The Zeitouns, a large, loving family have lived and worked in New Orleans for many years. Kathy raises their four kids and runs the business end of the painting contracting company while her husband, Abdulrahman, is the personality and workaholic, out in folks' houses all day. Do you get it yet? They are Muslim. Has it mattered in the past? Not at all. They are very successful, own several houses, and have friends all over the city. Their faith is a non-issue, as it should be.

With Katrina bearing down on the city, Kathy, the native Louisianan, begins to worry and pushes for them to leave. They have family a few hours away who will take them in. But Abdul is a stubborn man and not easily persuaded to leave what he considers his responsibilities behind. You all know the rest, don't you? Zeitoun stays, weathering the storm handily, but awakens two days later to the sound of water running through the first floor of his home.
 Salvaging what he can, he moves up to the roof where he pitches a tent, ties up his old canoe and spends his days paddling around the city helping any stray animals and people that he can. He and Kathy talk on the phone every day at noon like clockwork, she, along with Mayor Nagin, still pressing him to come to her and the kids.

And the nightmare begins. Five men and a woman, in full riot gear, armed with M-16's, rush Zeitoun's home, manhandling him and his friends. Strip-searched, thrown in outdoor dog cages and fed only pork, which of course, he could not eat, Zeitoun was held for 3 days without access to a telephone, without any explanation, but with the kinds of slurs - "Al Qaida, Taliban" - that let him know he wasn't being held for staying in the city without permission.
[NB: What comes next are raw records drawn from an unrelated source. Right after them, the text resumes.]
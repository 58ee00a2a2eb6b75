//! Shared kernel
//!
//! Vocabulary that every crate in the workspace agrees on:
//! - the unified [`error::app_error::AppError`] and its [`error::kind::ErrorKind`]
//! - typed identifiers ([`id::Id`])
//!
//! Only things whose meaning is stable across all bounded contexts belong here.

pub mod error {
    pub mod app_error;
    pub mod conversions;
    pub mod kind;
}
pub mod id;
//! Auth (Authentication & Authorization) Backend Module
//!
//! Clean Architecture structure:
//! - `domain/` - Entities, value objects, repository traits
//! - `application/` - Use cases and application services
//! - `infra/` - Storage backends and the router in front of them
//! - `presentation/` - HTTP handlers, DTOs, router, middleware
//!
//! ## Features
//! - Registration and email + password login
//! - Short-lived access / long-lived refresh JWT pair (HS256, one key each)
//! - Role-based access (Admin, Moderator, Member, Banned)
//! - Profile and preference updates
//! - Admin moderation with an audit trail
//!
//! ## Storage
//! Every repository call goes through [`StorageRouter`]: PostgreSQL when it
//! answers a health check, MongoDB otherwise.
//!
//! ## Security Model
//! - Passwords hashed with Argon2id on the blocking pool
//! - Every authenticated request re-reads the user, so deactivation takes
//!   effect on live tokens
//! - Unknown roles degrade to `banned`

pub mod application;
pub mod domain;
pub mod error;
pub mod infra;
pub mod presentation;

#[cfg(test)]
mod tests;

// Re-exports for convenience
pub use application::config::{AuthConfig, ConfigError};
pub use error::{AuthError, AuthResult};
pub use infra::{
    BackendStatus, IdentityRouter, MongoIdentityBackend, PgIdentityBackend, RouterStatus,
    StorageRouter,
};
pub use presentation::router::auth_router;

// Retry policy used by the storage router's health check
pub use platform::retry::Backoff;

// Re-export kernel error types for unified error handling
pub use kernel::error::{
    app_error::{AppError, AppResult},
    kind::ErrorKind,
};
What follows is a week of such torture, such appalling treatment, such despair, that my stomach kept clenching as I read. How could this happen, you might ask, in the United States of America? Transferred to a super-max security prison, still without a phone call being made for him, an atty. or anyone else even knowing if he was alive or dead, Zeitoun and I began to lose hope. Admittedly, I had to go to their foundation's website to assure myself of the outcome before I could continue reading. http://www.zeitounfoundation.org/index.php

Dave Eggers has written a must-read book that should serve as a warning to anyone out there who, in their proud American complacency, echoes that old saw, "it couldn't happen here." It could, it did and it will again. All proceeds of the sale of this book go to the Zeitoun foundation to help rebuild New Orleans. Buy it, read it, pass it on.